On Tuesday, OpenAI unveiled AI Text Classifier(link), which is designed to detect text written by artificial intelligence versus human-generated words. This latest tool comes in the wake of criticism surrounding the ChatGPT text generator that was released in November 2022.
Despite its popularity, the chatbot has been accused of plagiarism and has been barred from some schools. Additionally, there have been reports that students used ChatGPT to compose essays for homework assignments.
OpenAI’s AI Text Classifier is an intriguing model, trained on a vast amount of text from the web. It has been fine-tuned to identify whether a piece of text was created by an AI or not – more specifically, it was trained with 34 models from five different organizations, including OpenAI itself. This included text from Wikipedia, websites collected from Reddit links and human demonstrations for a previous OpenAI system.
However, there is a chance that some AI-written content may have been mistakenly classified as human due to the sheer volume of AI-generated content online.
OpenAI’s Text Classifier cannot process just any text; it requires a minimum of 1,000 characters or 150-250 words. Unfortunately, the classifier does not have the capability to detect plagiarism, which is a major drawback considering AI-generated text has been proven to repeat information from its training data.

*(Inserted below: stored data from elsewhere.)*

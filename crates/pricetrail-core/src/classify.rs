//! Snapshot classification against ledger history.
//!
//! For one snapshot, given the ledger's existing records for the same
//! identity, decide NEW / CHANGED / UNCHANGED. Classification is
//! per-identity and independent: the outcome for one product never depends
//! on any other product in the batch.

use crate::model::{Classification, Ledger, LedgerRecord, Snapshot};

/// Decide the classification for one snapshot given the latest prior record.
///
/// - No prior record → NEW.
/// - Prior exists and the observed price differs → CHANGED. `Option`
///   equality makes absent-vs-present a difference, so a product going from
///   priced to unpriced (or back) is a reportable change, not a failure.
/// - Prior exists with an identical observed price → UNCHANGED, regardless
///   of MRP, pack size, or discount drift.
pub fn classify_against(prior: Option<&LedgerRecord>, snapshot: &Snapshot) -> Classification {
    match prior {
        None => Classification::New,
        Some(record) if record.snapshot.observed_price != snapshot.observed_price => {
            Classification::Changed
        }
        Some(_) => Classification::Unchanged,
    }
}

/// Classify one snapshot against the ledger.
///
/// The comparison baseline is the identity's latest prior record: maximum
/// `observed_at`, ties broken by maximum `seq` (see
/// [`Ledger::latest_for`]).
pub fn classify(snapshot: &Snapshot, ledger: &Ledger) -> Classification {
    classify_against(ledger.latest_for(&snapshot.product_key), snapshot)
}

#[cfg(test)]
mod tests {
    use super::*;
    use crate::model::ProductKey;
    use chrono::NaiveDate;

    fn snap(url: &str, price: Option<f64>, day: u32) -> Snapshot {
        Snapshot {
            product_key: ProductKey::from_url(url),
            display_name: "Test".to_string(),
            pack_size: "1 kg".to_string(),
            list_price: price,
            observed_price: price,
            discount_fraction: 0.0,
            observed_at: NaiveDate::from_ymd_opt(2026, 8, day).unwrap(),
            source_url: url.to_string(),
        }
    }

    #[test]
    fn test_no_prior_record_is_new() {
        let ledger = Ledger::new();
        let classification = classify(&snap("u1", Some(100.0), 1), &ledger);
        assert_eq!(classification, Classification::New);
    }

    #[test]
    fn test_identical_price_is_unchanged() {
        let mut ledger = Ledger::new();
        ledger.append(snap("u1", Some(50.0), 1));

        let classification = classify(&snap("u1", Some(50.0), 2), &ledger);
        assert_eq!(classification, Classification::Unchanged);
    }

    #[test]
    fn test_differing_price_is_changed() {
        let mut ledger = Ledger::new();
        ledger.append(snap("u1", Some(80.0), 1));

        let classification = classify(&snap("u1", Some(72.0), 2), &ledger);
        assert_eq!(classification, Classification::Changed);
    }

    #[test]
    fn test_absent_after_present_is_changed() {
        let mut ledger = Ledger::new();
        ledger.append(snap("u1", Some(80.0), 1));

        let classification = classify(&snap("u1", None, 2), &ledger);
        assert_eq!(classification, Classification::Changed);
    }

    #[test]
    fn test_present_after_absent_is_changed() {
        let mut ledger = Ledger::new();
        ledger.append(snap("u1", None, 1));

        let classification = classify(&snap("u1", Some(80.0), 2), &ledger);
        assert_eq!(classification, Classification::Changed);
    }

    #[test]
    fn test_absent_after_absent_is_unchanged() {
        let mut ledger = Ledger::new();
        ledger.append(snap("u1", None, 1));

        let classification = classify(&snap("u1", None, 2), &ledger);
        assert_eq!(classification, Classification::Unchanged);
    }

    #[test]
    fn test_mrp_drift_alone_is_unchanged() {
        let mut ledger = Ledger::new();
        ledger.append(snap("u1", Some(50.0), 1));

        let mut next = snap("u1", Some(50.0), 2);
        next.list_price = Some(60.0);
        next.discount_fraction = 0.17;
        next.pack_size = "2 kg".to_string();

        assert_eq!(classify(&next, &ledger), Classification::Unchanged);
    }

    #[test]
    fn test_baseline_is_latest_by_date_then_seq() {
        let mut ledger = Ledger::new();
        // Same day, two records: seq 0 then seq 1. The later append is the
        // baseline, so a snapshot matching seq 1's price is UNCHANGED.
        ledger.append(snap("u1", Some(10.0), 1));
        ledger.append(snap("u1", Some(12.0), 1));

        assert_eq!(
            classify(&snap("u1", Some(12.0), 2), &ledger),
            Classification::Unchanged
        );
        assert_eq!(
            classify(&snap("u1", Some(10.0), 2), &ledger),
            Classification::Changed
        );
    }

    #[test]
    fn test_classification_ignores_other_identities() {
        let mut ledger = Ledger::new();
        ledger.append(snap("u2", Some(80.0), 1));

        // u1 has no history even though u2 does
        assert_eq!(
            classify(&snap("u1", Some(80.0), 2), &ledger),
            Classification::New
        );
    }
}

Additionally, OpenAI has warned that accuracy may suffer when working with texts written by children or in languages other than English as its dataset primarily consists of English content.
OpenAI reported that the classifier incorrectly labeled human-written text as AI-written 9% of the time, but I did not encounter this mistake in my testing due to the small sample size. Additionally, OpenAI stated that the Classifier has a 26% rate of correctly identifying an AI text as likely being AI-written (true positives).
In the future, they aspire to share more advanced techniques and make their classifier even better at detecting AI-generated content such as English text written by adults. Text classification through machine learning is becoming ever more crucial for diverse purposes like email spam filtering and sentiment classification; thus, this tool to detect AI-generated text is a significant stride forward.
OpenAI’s commitment to releasing a GPT-Classifier, a free detection tool for AI-text generation, is important as more people use these tools. The GPT-Classifier has its limitations but it is still seen as a reliable way to detect AI-generated text.